» **Description of the task**: Run through the records and, wherever a line holds the word "Some", return that line.

» **Records provided**:
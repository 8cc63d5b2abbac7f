//! Installation-time configuration.
//!
//! A `GuardianConfig` is assembled during application startup and handed to
//! [`Guardian::install`](crate::Guardian::install), which takes ownership. The
//! `with_*` setters are for configuration time only; the installed engine
//! never exposes a way to change its configuration.

use serde::{Deserialize, Serialize};

use guardian_core::{CoreError, CoreResult, TypeKey};

use crate::registry::{ACCESS_DENIED_PAGE, LOGIN_PAGE};

pub const LOGIN_PAGE_ENV: &str = "GUARDIAN_LOGIN_PAGE";
pub const UNAUTHORIZED_PAGE_ENV: &str = "GUARDIAN_UNAUTHORIZED_PAGE";

/// Where denied callers are sent.
///
/// `None` disables the corresponding redirect: the denial then surfaces as
/// an unhandled failure through the host's normal error path.
#[derive(Debug, Clone, PartialEq, Eq, Serialize, Deserialize)]
#[serde(default)]
pub struct GuardianConfig {
    /// Destination for callers who need to (re-)authenticate.
    pub login_page: Option<TypeKey>,
    /// Destination for identified callers who lack access.
    pub unauthorized_page: Option<TypeKey>,
}

impl Default for GuardianConfig {
    fn default() -> Self {
        Self {
            login_page: Some(LOGIN_PAGE),
            unauthorized_page: Some(ACCESS_DENIED_PAGE),
        }
    }
}

impl GuardianConfig {
    pub fn with_login_page(mut self, page: Option<TypeKey>) -> Self {
        self.login_page = page;
        self
    }

    pub fn with_unauthorized_page(mut self, page: Option<TypeKey>) -> Self {
        self.unauthorized_page = page;
        self
    }

    /// Parse a JSON document; absent fields keep their defaults, `null` disables.
    pub fn from_json(raw: &str) -> CoreResult<Self> {
        Ok(serde_json::from_str(raw)?)
    }

    /// Read `GUARDIAN_LOGIN_PAGE` / `GUARDIAN_UNAUTHORIZED_PAGE`.
    ///
    /// Unset variables keep the defaults; an empty value or `none` disables
    /// the destination.
    pub fn from_env() -> CoreResult<Self> {
        let defaults = Self::default();
        Ok(Self {
            login_page: page_from_env(LOGIN_PAGE_ENV, defaults.login_page)?,
            unauthorized_page: page_from_env(UNAUTHORIZED_PAGE_ENV, defaults.unauthorized_page)?,
        })
    }
}

fn page_from_env(name: &str, default: Option<TypeKey>) -> CoreResult<Option<TypeKey>> {
    match std::env::var(name) {
        Ok(value) => parse_page(&value),
        Err(std::env::VarError::NotPresent) => Ok(default),
        Err(std::env::VarError::NotUnicode(_)) => {
            Err(CoreError::config(format!("{name} is not valid unicode")))
        }
    }
}

fn parse_page(value: &str) -> CoreResult<Option<TypeKey>> {
    let value = value.trim();
    if value.is_empty() || value.eq_ignore_ascii_case("none") {
        return Ok(None);
    }
    TypeKey::parse(value.to_string()).map(Some)
}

» **Finished exercise**:
            login_page: Some(LOGIN_PAGE),
            unauthorized_page: Some(ACCESS_DENIED_PAGE),
    TypeKey::parse(value.to_string()).map(Some)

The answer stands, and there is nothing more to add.